La Federazione Internazionale ha introdotto il concetto di ADUO, un BoP (Balance of Performance) mascherato da strumento tecnico, che però, a conti fatti e secondo le previsioni delle scuderie, per ora sembra più un cerotto (pure poco adatto) che una reale cura. Proprio la complessità del nuovo sistema ha spinto la Formula 1 a organizzare sessioni a porte chiuse in Spagna.
La ragione anche in questo caso è facile capire: valutare l’efficacia delle soluzioni in arrivo lontano dagli occhi indiscreti dei media. La percezione generale è che i costruttori stessi stiano vivendo una fase delicata, con i propulsori che già oggi vengono percepiti come un problema più che un’opportunità. I grattacapi previsti fortemente sbilanciati sull’elettrico, va ribadito ancora, rischiano di produrre disparità davvero difficili da contenere.

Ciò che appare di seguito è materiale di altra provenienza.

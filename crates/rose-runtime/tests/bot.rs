//! End-to-end behaviour of a runtime loaded with the bundled modules.

use std::future::pending;
use std::sync::Arc;

use rose_core::testing::{Outgoing, RecordingBot};
use rose_core::{
    CallbackQuery, Chat, ChatId, ChatMigration, Message, Update, User, UserId,
};
use rose_framework::ModuleLoadError;
use rose_framework::presenter::MODULE_UNAVAILABLE;
use rose_runtime::{RoseConfig, RoseRuntime};
use serde_json::json;
use tokio::sync::mpsc;

const GROUP: ChatId = ChatId(-100);
const OWNER: UserId = UserId(99);
const SUDO: UserId = UserId(98);
const ADMIN: UserId = UserId(10);

fn config() -> RoseConfig {
    let mut config = RoseConfig::default();
    config.bot.owner_id = Some(OWNER);
    config.bot.sudo_users = vec![SUDO];
    config.help.page_size = 2;
    config.logging.level = "warn".into();
    config
}

struct Harness {
    runtime: RoseRuntime,
    bot: Arc<RecordingBot>,
}

impl Harness {
    fn new(config: RoseConfig) -> Self {
        let runtime = RoseRuntime::from_config(config, &rose_modules::catalog());
        let bot = RecordingBot::new("rose_bot");
        bot.add_chat(group(GROUP));
        bot.set_admin(GROUP, ADMIN);
        Self { runtime, bot }
    }

    async fn send(&self, update: Update) -> bool {
        self.runtime.handle_update(self.bot.clone(), update).await
    }

    /// Sends and returns the texts the bot produced in response.
    async fn texts(&self, update: Update) -> Vec<String> {
        self.bot.clear();
        self.send(update).await;
        self.bot.sent_texts()
    }
}

fn user(id: UserId, name: &str) -> User {
    User::new(id, name)
}

fn group(id: ChatId) -> Chat {
    Chat::group(id, "Test Group")
}

fn in_group(chat: ChatId, from: &User, text: &str) -> Update {
    Update::Message(Message::new(1, group(chat), from.clone(), text))
}

fn reply_in_group(chat: ChatId, from: &User, text: &str, to: &User) -> Update {
    let original = Message::new(1, group(chat), to.clone(), "hello");
    Update::Message(Message::new(2, group(chat), from.clone(), text).replying_to(original))
}

fn in_private(from: &User, text: &str) -> Update {
    Update::Message(Message::new(1, Chat::private(from.id), from.clone(), text))
}

fn press(from: &User, chat: Chat, data: &str) -> Update {
    Update::CallbackQuery(CallbackQuery {
        id: "q".into(),
        from: from.clone(),
        message: None,
        chat: Some(chat),
        data: data.into(),
    })
}

fn button_labels(outgoing: &Outgoing) -> Vec<String> {
    outgoing
        .keyboard()
        .map(|k| k.buttons().map(|b| b.text.clone()).collect())
        .unwrap_or_default()
}

// ===== Help =====

#[tokio::test]
async fn test_help_menu_is_paginated_in_load_order() {
    let h = Harness::new(config());
    let alice = user(UserId(7), "Alice");

    h.send(in_private(&alice, "/help")).await;
    let first = h.bot.last_text().unwrap();
    assert!(first.text().unwrap().ends_with("_Page 1/3_"));
    assert_eq!(button_labels(&first), ["Rules", "Warnings", ">"]);

    h.send(press(&alice, Chat::private(alice.id), "help_next(0)")).await;
    let second = h.bot.last_text().unwrap();
    assert!(second.text().unwrap().ends_with("_Page 2/3_"));
    assert_eq!(
        button_labels(&second),
        ["Users", "Bios & Abouts", "<", "Back", ">"]
    );

    h.send(press(&alice, Chat::private(alice.id), "help_next(1)")).await;
    let third = h.bot.last_text().unwrap();
    assert_eq!(button_labels(&third), ["Shout", "Black Out", "<", "Back"]);
}

#[tokio::test]
async fn test_module_help_by_name_and_by_button() {
    let h = Harness::new(config());
    let alice = user(UserId(7), "Alice");

    let texts = h.texts(in_private(&alice, "/help Warnings")).await;
    assert!(texts[0].starts_with("*Warnings Module Help:*\n"));

    let texts = h
        .texts(press(&alice, Chat::private(alice.id), "help_module(black out)"))
        .await;
    assert!(texts[0].starts_with("*Black Out Module Help:*\n"));
}

#[tokio::test]
async fn test_stale_help_button_falls_back_to_first_page() {
    let h = Harness::new(config());
    let alice = user(UserId(7), "Alice");

    h.bot.clear();
    h.send(press(&alice, Chat::private(alice.id), "help_module(rss)"))
        .await;
    let calls = h.bot.calls();
    assert!(calls[0].text().unwrap().ends_with("_Page 1/3_"));
    assert_eq!(
        calls[1],
        Outgoing::Answered {
            query_id: "q".into(),
            text: Some(MODULE_UNAVAILABLE.into()),
        }
    );
}

#[tokio::test]
async fn test_help_in_group_points_to_pm() {
    let h = Harness::new(config());
    let texts = h
        .texts(in_group(GROUP, &user(UserId(7), "Alice"), "/help"))
        .await;
    assert_eq!(texts, ["Contact me in PM for commands:"]);
}

// ===== Dispatch =====

#[tokio::test]
async fn test_commands_for_other_bots_are_ignored() {
    let h = Harness::new(config());
    let admin = user(ADMIN, "Admin");
    h.send(in_group(GROUP, &admin, "/setrules Be nice.")).await;

    let texts = h.texts(in_group(GROUP, &admin, "/rules@OtherBot")).await;
    assert!(texts.is_empty());

    let texts = h.texts(in_group(GROUP, &admin, "/rules@rose_bot")).await;
    assert_eq!(texts.last().map(String::as_str), Some("I've PM'ed you this group rule's!"));
}

#[tokio::test]
async fn test_rules_deep_link_preempts_start() {
    let h = Harness::new(config());
    let admin = user(ADMIN, "Admin");
    h.send(in_group(GROUP, &admin, "/setrules Be nice.")).await;

    let texts = h
        .texts(in_private(&user(UserId(7), "Alice"), "/start -100"))
        .await;
    assert_eq!(texts, ["The rules for *Test Group* are:\n\nBe nice."]);

    let texts = h.texts(in_private(&user(UserId(7), "Alice"), "/start")).await;
    assert_eq!(texts.len(), 1);
    assert!(texts[0].starts_with("Hey there! I'm Rose"));
}

// ===== Migration =====

#[tokio::test]
async fn test_migration_rekeys_every_module() {
    let h = Harness::new(config());
    let admin = user(ADMIN, "Admin");
    let bob = user(UserId(20), "Bob");
    let new_chat = ChatId(-1000);

    h.send(in_group(GROUP, &admin, "/setrules Be nice.")).await;
    h.send(reply_in_group(GROUP, &admin, "/warn spam", &bob)).await;

    let matched = h
        .send(Update::ChatMigration(ChatMigration {
            chat: group(GROUP),
            migrate_to: Some(new_chat),
            migrate_from: None,
        }))
        .await;
    assert!(matched);

    let texts = h
        .texts(in_private(&user(SUDO, "Sudo"), "/chatlist"))
        .await;
    assert_eq!(texts, ["List of chats:\nTest Group - (-1000)"]);

    h.bot.set_admin(new_chat, ADMIN);
    let texts = h.texts(in_group(new_chat, &bob, "/warns")).await;
    assert_eq!(
        texts,
        ["This user has 1/3 warnings, for the following reasons:\n - spam"]
    );

    let texts = h.texts(in_group(GROUP, &bob, "/rules")).await;
    assert!(texts[0].starts_with("The group admins haven't set any rules"));

    let texts = h.texts(in_group(new_chat, &bob, "/rules")).await;
    assert_eq!(texts.last().map(String::as_str), Some("I've PM'ed you this group rule's!"));
}

// ===== Stats / info =====

#[tokio::test]
async fn test_stats_are_for_sudo_users_only() {
    let h = Harness::new(config());
    let admin = user(ADMIN, "Admin");
    h.send(in_group(GROUP, &admin, "/setrules Be nice.")).await;

    assert!(!h.send(in_private(&admin, "/stats")).await);

    let texts = h.texts(in_private(&user(SUDO, "Sudo"), "/stats")).await;
    assert_eq!(
        texts,
        ["Current stats:\n1 chats have rules set.\n0 overall warns, across 0 chats.\n1 users, across 1 chats"]
    );

    // The owner is implicitly sudo.
    assert!(h.send(in_private(&user(OWNER, "Owner"), "/stats")).await);
}

#[tokio::test]
async fn test_info_combines_module_fragments() {
    let h = Harness::new(config());
    let alice = user(UserId(7), "Alice").with_username("alice");

    h.send(in_group(GROUP, &alice, "/setme I like tea")).await;
    let texts = h.texts(in_group(GROUP, &alice, "/info")).await;
    assert_eq!(
        texts,
        ["*User info*:\nID: `7`\nFirst Name: Alice\nUsername: @alice\n\n\
          I've seen them in 1 chats in total.\n\n*About user:*\nI like tea"]
    );

    let texts = h.texts(in_group(GROUP, &alice, "/info bob")).await;
    assert_eq!(texts, ["I can't extract a user from this."]);
}

// ===== Backups =====

#[tokio::test]
async fn test_export_then_import_into_another_chat() {
    let h = Harness::new(config());
    let admin = user(ADMIN, "Admin");
    let other = ChatId(-200);
    h.bot.set_admin(other, ADMIN);

    h.send(in_group(GROUP, &admin, "/setrules Be nice.")).await;
    let texts = h.texts(in_group(GROUP, &admin, "/export")).await;
    let json_text = texts[0]
        .strip_prefix("Here's this chat's backup:\n\n")
        .unwrap();
    let document: serde_json::Value = serde_json::from_str(json_text).unwrap();
    assert_eq!(document, json!({ "rules": { "rules": "Be nice." } }));

    let texts = h
        .texts(in_group(other, &admin, &format!("/import {json_text}")))
        .await;
    assert_eq!(texts.last().map(String::as_str), Some("Backup imported! Restored: rules."));

    let texts = h.texts(in_group(other, &admin, "/import [1, 2]")).await;
    assert_eq!(texts.last().map(String::as_str), Some("That doesn't look like a valid backup."));

    let texts = h
        .texts(in_group(other, &user(UserId(7), "Alice"), "/export"))
        .await;
    assert_eq!(texts, ["You need to be an admin to do this."]);
}

// ===== Loading =====

#[tokio::test]
async fn test_failing_module_is_left_out() {
    let mut config = config();
    config
        .module_config
        .insert("warns".into(), json!({ "default_limit": 1 }));
    let h = Harness::new(config);

    let registry = h.runtime.registry();
    assert!(registry.get("warnings").is_none());
    assert!(matches!(
        registry.failures(),
        [ModuleLoadError::Init { name, .. }] if name == "warns"
    ));
    assert_eq!(registry.len(), 5);

    let texts = h
        .texts(reply_in_group(GROUP, &user(ADMIN, "Admin"), "/warn", &user(UserId(20), "Bob")))
        .await;
    assert!(texts.is_empty());
}

#[tokio::test]
async fn test_module_config_reaches_factories() {
    let mut config = config();
    config
        .module_config
        .insert("warns".into(), json!({ "default_limit": 4, "soft_warn": false }));
    let h = Harness::new(config);
    let admin = user(ADMIN, "Admin");
    let bob = user(UserId(20), "Bob");

    for _ in 0..3 {
        h.send(reply_in_group(GROUP, &admin, "/warn", &bob)).await;
    }
    assert!(!h.bot.calls().iter().any(|c| matches!(c, Outgoing::Banned { .. })));

    let texts = h.texts(reply_in_group(GROUP, &admin, "/warn", &bob)).await;
    assert_eq!(texts, ["Bob has been banned for reaching 4 warnings!"]);
    assert!(h.bot.calls().contains(&Outgoing::Banned {
        chat: GROUP,
        user: bob.id,
    }));

    // The count was reset.
    let texts = h.texts(in_group(GROUP, &bob, "/warns")).await;
    assert_eq!(texts, ["This user has no warnings!"]);
}

#[tokio::test]
async fn test_load_and_no_load_select_modules() {
    let mut skipping = config();
    skipping.modules.no_load = vec!["shout".into(), "blackout".into()];
    let h = Harness::new(skipping);
    assert_eq!(h.runtime.registry().len(), 4);
    assert!(
        h.texts(in_group(GROUP, &user(UserId(7), "Alice"), "/shout hi"))
            .await
            .is_empty()
    );

    let mut only = config();
    only.modules.load = vec!["rules".into(), "weather".into()];
    let h = Harness::new(only);
    let registry = h.runtime.registry();
    assert_eq!(registry.len(), 1);
    assert!(matches!(
        registry.failures(),
        [ModuleLoadError::Unknown { name }] if name == "weather"
    ));
}

// ===== Settings =====

#[tokio::test]
async fn test_chat_settings_deep_link_for_admins() {
    let h = Harness::new(config());
    let admin = user(ADMIN, "Admin");
    h.send(in_group(GROUP, &admin, "/setrules Be nice.")).await;

    let texts = h.texts(in_group(GROUP, &admin, "/settings")).await;
    assert_eq!(texts, ["Click here to get this chat's settings, as well as yours."]);

    h.bot.clear();
    h.send(in_private(&admin, "/start stngs_-100")).await;
    let sent = h.bot.last_text().unwrap();
    assert_eq!(
        sent.text(),
        Some(
            "These are the settings for *Test Group*:\n\n\
             *Rules*:\nThis chat has had its rules set: `true`\n\n\
             *Warnings*:\nIt takes `3` warns before the user gets *kicked*."
        )
    );
    assert_eq!(button_labels(&sent), ["Rules", "Warnings"]);

    let texts = h
        .texts(press(&admin, Chat::private(admin.id), "stngs_module(-100,warnings)"))
        .await;
    assert_eq!(
        texts,
        ["*Warnings* module settings:\n\nIt takes `3` warns before the user gets *kicked*."]
    );
}

// ===== Update loop =====

#[tokio::test]
async fn test_run_until_drains_the_channel() {
    let h = Harness::new(config());
    let alice = user(UserId(7), "Alice");
    let (tx, rx) = mpsc::channel(8);

    tx.send(in_group(GROUP, &alice, "/shout hi")).await.unwrap();
    tx.send(in_group(GROUP, &alice, "/blackout ok")).await.unwrap();
    drop(tx);

    h.runtime
        .run_until(h.bot.clone(), rx, pending())
        .await
        .unwrap();

    let mut texts = h.bot.sent_texts();
    texts.sort();
    assert_eq!(texts, ["```h i\ni i```", "🅞🅚"]);
}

La prima toppa della FIA con l’ADUO nel fornire a chi resterà indietro uno spazio regolamentare extra per recuperare, senza però stravolgere la filosofia della libera competizione, non offre nessun tipo di garanzia, in quanto la percentuale di successo di questa manovra per evitare l’ennesima egemonia resta una domanda aperta. Un Balance of Performance mascherato che spaventa e non poco tutti quanti.